WHAT YOU ARE ASKED TO DO → When a line in the material contains the word "filename", copy it.

STUDY MATERIAL →

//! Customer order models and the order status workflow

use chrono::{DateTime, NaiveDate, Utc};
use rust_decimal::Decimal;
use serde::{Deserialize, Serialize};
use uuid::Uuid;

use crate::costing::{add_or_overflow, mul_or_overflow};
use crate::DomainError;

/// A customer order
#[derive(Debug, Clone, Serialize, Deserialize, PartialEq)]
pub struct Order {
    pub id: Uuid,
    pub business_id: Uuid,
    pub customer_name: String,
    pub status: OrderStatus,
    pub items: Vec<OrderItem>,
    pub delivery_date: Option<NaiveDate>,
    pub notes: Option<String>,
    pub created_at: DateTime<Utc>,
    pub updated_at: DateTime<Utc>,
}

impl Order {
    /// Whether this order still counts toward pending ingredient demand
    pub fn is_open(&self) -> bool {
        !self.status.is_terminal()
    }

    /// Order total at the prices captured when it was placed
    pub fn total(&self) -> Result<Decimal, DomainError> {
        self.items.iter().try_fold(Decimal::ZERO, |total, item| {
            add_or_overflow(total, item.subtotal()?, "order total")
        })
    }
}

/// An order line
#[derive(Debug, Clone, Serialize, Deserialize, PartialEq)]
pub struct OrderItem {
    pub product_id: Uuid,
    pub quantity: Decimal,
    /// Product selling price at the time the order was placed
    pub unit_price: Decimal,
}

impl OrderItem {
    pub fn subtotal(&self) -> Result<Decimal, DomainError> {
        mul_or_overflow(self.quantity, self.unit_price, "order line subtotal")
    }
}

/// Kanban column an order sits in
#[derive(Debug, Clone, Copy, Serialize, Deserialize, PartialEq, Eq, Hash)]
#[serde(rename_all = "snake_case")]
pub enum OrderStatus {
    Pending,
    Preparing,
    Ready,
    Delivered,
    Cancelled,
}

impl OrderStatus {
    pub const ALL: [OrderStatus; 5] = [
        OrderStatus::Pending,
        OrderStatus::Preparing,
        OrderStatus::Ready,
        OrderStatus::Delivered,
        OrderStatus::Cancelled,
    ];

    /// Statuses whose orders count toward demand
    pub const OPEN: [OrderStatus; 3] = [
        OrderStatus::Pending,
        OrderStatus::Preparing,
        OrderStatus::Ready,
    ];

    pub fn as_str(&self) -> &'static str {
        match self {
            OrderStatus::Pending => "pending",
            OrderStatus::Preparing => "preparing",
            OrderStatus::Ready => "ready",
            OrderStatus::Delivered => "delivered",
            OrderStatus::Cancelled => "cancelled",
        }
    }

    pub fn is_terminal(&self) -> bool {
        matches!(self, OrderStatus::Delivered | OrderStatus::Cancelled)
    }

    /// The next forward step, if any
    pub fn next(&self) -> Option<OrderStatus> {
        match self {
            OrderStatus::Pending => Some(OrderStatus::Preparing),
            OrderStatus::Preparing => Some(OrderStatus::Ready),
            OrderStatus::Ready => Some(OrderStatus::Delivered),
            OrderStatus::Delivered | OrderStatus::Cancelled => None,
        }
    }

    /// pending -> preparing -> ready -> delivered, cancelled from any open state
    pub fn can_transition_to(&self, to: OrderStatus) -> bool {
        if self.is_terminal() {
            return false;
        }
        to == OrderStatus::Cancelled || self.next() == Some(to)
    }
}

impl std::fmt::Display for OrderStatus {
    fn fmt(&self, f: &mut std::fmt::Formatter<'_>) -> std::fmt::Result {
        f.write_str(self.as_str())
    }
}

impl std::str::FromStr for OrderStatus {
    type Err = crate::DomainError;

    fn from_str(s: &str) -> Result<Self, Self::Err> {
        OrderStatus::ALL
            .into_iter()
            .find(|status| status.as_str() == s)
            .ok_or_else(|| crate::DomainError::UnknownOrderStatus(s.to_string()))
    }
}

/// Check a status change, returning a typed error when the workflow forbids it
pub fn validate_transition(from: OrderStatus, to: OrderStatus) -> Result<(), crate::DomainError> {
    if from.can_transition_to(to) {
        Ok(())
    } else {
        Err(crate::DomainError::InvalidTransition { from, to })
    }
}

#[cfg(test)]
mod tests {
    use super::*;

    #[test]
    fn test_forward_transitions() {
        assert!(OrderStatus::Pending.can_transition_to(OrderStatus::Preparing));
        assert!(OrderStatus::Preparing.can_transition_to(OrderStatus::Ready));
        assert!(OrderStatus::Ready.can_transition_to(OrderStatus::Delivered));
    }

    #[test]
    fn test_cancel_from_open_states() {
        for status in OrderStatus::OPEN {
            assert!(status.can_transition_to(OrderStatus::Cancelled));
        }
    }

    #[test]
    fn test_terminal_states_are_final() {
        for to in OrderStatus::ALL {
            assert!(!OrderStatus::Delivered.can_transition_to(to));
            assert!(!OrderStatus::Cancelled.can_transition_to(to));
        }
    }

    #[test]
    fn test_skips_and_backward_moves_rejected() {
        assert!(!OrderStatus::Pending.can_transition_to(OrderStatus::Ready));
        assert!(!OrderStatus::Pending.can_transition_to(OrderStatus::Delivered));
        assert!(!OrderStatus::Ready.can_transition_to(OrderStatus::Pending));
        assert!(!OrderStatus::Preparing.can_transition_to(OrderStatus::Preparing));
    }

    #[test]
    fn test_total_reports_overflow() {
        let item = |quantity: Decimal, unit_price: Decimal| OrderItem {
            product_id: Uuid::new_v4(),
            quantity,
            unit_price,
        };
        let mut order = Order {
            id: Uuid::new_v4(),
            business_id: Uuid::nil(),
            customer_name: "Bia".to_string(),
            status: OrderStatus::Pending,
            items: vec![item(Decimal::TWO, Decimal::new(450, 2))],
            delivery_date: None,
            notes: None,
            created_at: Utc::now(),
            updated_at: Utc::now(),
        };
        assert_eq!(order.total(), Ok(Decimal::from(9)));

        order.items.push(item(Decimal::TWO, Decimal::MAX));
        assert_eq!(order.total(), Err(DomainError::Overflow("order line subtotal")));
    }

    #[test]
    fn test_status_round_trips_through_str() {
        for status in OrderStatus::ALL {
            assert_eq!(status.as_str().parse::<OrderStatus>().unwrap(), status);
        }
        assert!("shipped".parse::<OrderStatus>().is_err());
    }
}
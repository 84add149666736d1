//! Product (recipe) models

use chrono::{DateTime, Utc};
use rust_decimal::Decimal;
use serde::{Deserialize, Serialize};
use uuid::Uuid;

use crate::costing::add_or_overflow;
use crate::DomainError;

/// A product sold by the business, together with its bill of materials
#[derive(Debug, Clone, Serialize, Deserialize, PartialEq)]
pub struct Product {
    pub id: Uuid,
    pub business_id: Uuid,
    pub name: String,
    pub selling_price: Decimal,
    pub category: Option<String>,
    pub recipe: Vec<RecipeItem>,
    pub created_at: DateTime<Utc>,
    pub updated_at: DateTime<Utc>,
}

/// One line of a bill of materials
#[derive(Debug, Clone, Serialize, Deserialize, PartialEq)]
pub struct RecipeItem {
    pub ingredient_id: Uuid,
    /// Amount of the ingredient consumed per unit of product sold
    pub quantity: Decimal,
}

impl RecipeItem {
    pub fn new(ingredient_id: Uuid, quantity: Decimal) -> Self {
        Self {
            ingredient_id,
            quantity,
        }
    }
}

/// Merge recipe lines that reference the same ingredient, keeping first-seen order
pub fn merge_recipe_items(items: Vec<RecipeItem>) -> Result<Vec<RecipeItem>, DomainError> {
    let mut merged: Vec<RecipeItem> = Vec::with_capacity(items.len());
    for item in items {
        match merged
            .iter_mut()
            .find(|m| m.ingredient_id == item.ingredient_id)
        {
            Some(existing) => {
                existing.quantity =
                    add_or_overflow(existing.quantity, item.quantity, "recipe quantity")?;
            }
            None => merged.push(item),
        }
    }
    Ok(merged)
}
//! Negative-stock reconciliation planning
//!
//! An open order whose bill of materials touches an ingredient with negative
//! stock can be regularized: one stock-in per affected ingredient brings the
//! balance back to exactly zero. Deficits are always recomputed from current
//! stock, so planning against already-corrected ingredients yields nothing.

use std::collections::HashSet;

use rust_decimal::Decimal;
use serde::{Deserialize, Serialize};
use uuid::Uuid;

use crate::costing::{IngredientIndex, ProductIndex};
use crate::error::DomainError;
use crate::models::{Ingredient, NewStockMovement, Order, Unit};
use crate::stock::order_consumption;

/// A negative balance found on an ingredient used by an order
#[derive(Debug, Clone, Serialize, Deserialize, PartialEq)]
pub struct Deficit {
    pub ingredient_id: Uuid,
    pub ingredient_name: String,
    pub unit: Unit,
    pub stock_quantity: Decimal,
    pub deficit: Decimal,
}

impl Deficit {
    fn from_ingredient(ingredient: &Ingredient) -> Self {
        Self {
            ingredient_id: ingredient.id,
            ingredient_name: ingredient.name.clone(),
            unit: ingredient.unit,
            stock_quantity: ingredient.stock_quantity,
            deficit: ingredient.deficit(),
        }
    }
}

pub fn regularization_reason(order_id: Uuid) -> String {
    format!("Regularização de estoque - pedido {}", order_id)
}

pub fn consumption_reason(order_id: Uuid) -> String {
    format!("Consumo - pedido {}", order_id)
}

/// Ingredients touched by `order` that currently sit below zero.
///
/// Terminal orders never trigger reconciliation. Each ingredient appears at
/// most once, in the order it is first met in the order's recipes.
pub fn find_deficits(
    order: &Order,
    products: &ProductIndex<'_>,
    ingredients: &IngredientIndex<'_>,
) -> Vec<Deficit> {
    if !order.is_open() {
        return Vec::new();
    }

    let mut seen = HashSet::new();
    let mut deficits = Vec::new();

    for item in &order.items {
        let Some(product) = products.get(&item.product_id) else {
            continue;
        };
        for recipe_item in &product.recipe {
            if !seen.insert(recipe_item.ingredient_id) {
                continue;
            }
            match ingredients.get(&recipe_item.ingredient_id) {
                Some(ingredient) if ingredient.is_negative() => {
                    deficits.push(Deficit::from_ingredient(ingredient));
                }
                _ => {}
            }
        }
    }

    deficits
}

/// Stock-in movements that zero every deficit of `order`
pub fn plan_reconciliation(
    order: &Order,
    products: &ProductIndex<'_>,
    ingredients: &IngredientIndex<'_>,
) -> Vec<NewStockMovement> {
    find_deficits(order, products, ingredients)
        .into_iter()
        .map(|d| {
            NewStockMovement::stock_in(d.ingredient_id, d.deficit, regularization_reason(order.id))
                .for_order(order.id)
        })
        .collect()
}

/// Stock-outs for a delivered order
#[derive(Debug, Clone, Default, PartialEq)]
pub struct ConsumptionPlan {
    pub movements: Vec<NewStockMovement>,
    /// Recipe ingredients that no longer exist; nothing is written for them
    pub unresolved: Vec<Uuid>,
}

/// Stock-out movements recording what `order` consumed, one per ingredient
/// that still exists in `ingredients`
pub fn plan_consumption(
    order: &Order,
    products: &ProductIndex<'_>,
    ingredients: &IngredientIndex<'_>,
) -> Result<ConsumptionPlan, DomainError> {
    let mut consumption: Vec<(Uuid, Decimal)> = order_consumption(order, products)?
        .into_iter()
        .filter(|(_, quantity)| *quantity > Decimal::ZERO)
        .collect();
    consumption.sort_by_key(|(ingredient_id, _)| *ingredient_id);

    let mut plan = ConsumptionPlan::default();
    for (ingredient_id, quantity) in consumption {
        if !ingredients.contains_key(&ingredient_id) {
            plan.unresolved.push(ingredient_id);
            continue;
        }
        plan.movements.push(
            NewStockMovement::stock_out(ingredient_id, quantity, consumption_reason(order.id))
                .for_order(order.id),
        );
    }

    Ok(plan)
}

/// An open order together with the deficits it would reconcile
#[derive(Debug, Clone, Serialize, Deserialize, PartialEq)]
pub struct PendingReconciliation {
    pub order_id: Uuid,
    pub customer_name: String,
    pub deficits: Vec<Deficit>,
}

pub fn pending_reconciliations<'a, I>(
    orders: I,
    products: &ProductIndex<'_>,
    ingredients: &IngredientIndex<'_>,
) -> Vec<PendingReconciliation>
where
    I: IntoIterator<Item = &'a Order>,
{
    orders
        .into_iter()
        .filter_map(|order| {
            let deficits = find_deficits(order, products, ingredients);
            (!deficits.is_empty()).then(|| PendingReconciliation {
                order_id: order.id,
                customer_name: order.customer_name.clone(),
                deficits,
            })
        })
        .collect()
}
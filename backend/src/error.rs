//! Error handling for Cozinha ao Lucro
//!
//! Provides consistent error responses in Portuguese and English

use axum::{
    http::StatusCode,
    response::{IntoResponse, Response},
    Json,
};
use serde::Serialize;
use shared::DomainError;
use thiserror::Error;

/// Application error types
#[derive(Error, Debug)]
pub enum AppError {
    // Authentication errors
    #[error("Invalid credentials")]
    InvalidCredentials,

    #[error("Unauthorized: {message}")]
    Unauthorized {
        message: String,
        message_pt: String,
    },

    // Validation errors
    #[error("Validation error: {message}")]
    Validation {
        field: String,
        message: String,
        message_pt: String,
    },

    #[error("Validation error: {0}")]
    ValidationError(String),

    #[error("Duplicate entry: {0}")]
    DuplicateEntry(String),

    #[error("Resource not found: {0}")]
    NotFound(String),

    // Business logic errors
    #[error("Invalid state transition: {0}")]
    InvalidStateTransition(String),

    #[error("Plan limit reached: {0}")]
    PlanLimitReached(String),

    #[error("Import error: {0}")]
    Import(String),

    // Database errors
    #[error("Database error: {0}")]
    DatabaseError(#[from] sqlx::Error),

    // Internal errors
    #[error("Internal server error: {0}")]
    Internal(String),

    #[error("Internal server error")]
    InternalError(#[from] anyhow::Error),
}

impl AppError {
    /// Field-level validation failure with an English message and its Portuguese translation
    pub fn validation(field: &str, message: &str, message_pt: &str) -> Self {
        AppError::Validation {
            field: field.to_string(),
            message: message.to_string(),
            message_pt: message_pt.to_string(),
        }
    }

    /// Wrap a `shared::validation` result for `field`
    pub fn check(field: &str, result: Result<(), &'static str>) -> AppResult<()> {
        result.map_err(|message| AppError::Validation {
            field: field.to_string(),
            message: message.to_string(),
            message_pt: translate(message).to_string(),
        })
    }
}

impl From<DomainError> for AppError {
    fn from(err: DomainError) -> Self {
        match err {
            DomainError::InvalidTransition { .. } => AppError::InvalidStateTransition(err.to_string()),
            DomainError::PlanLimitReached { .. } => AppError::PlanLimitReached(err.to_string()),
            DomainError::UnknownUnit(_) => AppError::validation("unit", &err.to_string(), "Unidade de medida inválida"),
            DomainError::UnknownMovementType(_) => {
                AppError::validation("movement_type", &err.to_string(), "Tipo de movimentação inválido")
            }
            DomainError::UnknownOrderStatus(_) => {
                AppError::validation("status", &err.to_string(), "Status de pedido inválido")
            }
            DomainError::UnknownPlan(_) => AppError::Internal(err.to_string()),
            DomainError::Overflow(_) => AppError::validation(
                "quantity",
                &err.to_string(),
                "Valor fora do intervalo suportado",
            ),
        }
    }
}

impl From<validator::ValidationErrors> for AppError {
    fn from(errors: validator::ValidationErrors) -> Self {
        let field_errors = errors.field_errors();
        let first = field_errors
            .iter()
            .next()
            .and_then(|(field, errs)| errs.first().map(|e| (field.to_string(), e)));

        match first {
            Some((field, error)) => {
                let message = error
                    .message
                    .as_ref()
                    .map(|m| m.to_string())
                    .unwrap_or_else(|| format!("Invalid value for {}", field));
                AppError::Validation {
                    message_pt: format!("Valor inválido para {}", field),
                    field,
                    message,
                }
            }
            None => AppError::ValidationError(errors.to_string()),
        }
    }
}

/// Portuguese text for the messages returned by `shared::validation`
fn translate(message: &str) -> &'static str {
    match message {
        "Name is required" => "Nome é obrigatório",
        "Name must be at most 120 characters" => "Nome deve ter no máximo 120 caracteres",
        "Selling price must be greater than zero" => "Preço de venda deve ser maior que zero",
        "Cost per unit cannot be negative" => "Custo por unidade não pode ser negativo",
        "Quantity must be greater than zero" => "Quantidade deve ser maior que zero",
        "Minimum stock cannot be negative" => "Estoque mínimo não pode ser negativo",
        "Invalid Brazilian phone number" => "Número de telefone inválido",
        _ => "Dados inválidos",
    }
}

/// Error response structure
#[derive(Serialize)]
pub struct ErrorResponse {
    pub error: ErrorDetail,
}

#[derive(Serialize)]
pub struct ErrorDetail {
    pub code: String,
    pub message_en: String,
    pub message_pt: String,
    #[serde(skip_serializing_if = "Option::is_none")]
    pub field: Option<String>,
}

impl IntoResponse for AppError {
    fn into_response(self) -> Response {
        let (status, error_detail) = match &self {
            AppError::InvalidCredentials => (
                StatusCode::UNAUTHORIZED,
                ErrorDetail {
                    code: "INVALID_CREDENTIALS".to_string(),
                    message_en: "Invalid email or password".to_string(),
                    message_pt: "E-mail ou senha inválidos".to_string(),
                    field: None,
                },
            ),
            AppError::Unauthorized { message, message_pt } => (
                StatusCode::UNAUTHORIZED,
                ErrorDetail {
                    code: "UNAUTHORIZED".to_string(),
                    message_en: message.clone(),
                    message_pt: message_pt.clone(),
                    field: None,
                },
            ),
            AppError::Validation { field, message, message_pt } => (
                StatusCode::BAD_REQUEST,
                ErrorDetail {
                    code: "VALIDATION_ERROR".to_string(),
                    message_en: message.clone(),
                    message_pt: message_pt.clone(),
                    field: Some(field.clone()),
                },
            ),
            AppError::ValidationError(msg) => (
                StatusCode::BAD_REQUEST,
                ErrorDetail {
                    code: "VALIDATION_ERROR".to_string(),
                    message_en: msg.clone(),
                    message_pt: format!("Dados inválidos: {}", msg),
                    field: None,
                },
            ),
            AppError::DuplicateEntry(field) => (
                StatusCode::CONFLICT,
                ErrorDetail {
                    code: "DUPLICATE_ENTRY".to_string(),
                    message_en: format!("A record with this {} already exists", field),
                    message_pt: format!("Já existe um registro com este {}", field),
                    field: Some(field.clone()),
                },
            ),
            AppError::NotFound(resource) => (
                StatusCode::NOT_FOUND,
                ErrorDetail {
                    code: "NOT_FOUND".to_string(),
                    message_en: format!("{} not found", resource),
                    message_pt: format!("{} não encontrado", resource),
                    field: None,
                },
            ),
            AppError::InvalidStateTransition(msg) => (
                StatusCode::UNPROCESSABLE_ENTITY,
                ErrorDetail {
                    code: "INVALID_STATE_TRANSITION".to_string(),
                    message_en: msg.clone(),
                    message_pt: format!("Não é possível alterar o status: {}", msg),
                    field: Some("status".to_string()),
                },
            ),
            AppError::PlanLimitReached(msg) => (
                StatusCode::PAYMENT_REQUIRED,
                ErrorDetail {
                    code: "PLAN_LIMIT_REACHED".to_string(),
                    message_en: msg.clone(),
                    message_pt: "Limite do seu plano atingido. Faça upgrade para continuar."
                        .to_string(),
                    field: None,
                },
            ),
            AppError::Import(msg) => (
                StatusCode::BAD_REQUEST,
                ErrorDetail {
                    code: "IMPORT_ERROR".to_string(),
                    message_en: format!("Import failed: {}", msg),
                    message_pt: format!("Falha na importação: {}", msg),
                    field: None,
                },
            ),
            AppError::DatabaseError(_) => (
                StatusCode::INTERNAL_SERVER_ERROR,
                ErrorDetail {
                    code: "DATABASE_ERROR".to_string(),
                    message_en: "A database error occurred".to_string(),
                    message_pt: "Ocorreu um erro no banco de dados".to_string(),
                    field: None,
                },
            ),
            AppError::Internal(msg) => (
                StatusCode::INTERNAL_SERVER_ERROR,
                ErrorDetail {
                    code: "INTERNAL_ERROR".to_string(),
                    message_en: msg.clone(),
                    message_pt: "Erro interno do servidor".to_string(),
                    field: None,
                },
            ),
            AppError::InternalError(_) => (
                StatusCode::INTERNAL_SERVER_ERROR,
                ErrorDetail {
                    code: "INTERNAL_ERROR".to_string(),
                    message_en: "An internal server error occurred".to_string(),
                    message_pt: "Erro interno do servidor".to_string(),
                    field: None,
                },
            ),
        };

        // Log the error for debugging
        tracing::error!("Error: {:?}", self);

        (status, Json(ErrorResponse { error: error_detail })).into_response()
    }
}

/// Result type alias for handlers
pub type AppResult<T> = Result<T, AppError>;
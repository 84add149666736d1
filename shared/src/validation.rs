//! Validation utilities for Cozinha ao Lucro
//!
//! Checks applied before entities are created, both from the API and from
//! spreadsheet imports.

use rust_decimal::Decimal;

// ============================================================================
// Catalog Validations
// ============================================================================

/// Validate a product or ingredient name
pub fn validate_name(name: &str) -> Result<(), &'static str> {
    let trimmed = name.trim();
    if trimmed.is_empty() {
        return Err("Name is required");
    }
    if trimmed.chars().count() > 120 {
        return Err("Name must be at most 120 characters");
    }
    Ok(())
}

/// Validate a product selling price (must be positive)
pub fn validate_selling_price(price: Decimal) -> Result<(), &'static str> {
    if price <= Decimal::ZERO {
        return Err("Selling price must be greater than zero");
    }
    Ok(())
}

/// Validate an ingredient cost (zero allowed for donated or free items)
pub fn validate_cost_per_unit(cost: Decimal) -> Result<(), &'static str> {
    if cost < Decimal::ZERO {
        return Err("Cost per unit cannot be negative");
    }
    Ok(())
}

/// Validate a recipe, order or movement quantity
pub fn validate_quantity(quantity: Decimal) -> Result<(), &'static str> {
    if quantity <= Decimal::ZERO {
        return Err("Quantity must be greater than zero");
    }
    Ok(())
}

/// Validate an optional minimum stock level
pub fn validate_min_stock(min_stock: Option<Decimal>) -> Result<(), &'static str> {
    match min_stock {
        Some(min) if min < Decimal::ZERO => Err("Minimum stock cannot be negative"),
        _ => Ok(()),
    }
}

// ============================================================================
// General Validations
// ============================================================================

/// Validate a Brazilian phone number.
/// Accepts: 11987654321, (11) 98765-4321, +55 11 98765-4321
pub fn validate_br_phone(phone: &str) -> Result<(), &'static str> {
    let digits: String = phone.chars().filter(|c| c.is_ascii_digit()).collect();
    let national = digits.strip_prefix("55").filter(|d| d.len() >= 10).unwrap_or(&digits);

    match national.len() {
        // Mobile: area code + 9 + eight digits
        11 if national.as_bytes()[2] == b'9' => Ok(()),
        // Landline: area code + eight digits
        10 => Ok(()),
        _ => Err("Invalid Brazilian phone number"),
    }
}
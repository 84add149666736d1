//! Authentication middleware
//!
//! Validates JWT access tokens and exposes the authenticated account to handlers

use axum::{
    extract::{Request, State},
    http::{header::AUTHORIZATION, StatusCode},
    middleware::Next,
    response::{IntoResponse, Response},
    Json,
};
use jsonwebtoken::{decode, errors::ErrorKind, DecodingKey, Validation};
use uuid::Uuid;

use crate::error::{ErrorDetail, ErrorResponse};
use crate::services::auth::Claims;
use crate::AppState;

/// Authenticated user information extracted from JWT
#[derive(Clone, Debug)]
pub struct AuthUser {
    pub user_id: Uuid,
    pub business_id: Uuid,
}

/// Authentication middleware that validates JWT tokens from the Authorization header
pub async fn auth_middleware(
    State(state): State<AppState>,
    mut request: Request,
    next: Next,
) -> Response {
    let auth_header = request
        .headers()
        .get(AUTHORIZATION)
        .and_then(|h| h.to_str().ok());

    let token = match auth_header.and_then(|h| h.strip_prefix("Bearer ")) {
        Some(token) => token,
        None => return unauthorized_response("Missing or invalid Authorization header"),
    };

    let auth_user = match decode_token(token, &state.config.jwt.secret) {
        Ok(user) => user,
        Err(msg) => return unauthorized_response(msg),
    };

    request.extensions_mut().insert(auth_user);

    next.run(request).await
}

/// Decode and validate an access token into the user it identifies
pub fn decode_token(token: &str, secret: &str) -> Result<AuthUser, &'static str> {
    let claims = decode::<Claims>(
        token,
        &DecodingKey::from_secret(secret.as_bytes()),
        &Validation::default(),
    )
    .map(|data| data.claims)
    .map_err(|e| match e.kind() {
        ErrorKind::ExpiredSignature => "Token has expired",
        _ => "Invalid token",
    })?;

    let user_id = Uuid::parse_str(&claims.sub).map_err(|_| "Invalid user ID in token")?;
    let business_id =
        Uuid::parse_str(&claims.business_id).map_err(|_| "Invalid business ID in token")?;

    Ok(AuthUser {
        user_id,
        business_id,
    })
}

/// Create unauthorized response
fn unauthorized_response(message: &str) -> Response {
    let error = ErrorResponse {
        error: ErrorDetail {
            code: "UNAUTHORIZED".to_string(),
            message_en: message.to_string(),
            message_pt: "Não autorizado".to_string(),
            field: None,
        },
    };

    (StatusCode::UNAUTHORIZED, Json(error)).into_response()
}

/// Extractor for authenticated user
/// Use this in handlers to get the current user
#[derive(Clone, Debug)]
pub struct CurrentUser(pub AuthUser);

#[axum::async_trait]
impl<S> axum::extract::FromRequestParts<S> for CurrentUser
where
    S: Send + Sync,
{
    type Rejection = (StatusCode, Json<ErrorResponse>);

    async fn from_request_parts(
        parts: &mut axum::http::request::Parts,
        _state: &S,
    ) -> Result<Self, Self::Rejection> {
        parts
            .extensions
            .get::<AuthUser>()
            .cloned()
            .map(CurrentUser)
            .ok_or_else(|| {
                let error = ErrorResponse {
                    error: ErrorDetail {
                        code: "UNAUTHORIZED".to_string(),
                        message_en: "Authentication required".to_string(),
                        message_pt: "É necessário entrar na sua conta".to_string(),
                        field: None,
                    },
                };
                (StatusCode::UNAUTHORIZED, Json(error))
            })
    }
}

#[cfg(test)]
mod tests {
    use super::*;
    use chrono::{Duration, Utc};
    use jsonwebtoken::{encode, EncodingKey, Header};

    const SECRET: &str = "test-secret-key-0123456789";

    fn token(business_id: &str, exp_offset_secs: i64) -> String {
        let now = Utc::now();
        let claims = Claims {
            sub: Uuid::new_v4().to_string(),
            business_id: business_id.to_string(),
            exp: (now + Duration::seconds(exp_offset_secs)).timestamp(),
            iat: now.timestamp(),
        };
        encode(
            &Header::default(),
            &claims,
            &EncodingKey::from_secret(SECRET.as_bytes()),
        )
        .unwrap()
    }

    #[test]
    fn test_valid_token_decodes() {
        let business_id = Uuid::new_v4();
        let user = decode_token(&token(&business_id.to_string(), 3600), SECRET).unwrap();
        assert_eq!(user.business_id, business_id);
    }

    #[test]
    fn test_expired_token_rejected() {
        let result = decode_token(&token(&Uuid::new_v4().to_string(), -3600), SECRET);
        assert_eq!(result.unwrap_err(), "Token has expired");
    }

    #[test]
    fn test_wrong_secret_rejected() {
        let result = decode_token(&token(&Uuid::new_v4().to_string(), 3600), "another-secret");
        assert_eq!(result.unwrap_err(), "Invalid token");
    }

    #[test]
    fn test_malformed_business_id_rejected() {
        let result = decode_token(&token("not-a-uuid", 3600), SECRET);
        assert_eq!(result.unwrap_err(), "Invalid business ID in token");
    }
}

SOLVED EXERCISE →
filename backend/src/error.rs
filename shared/src/validation.rs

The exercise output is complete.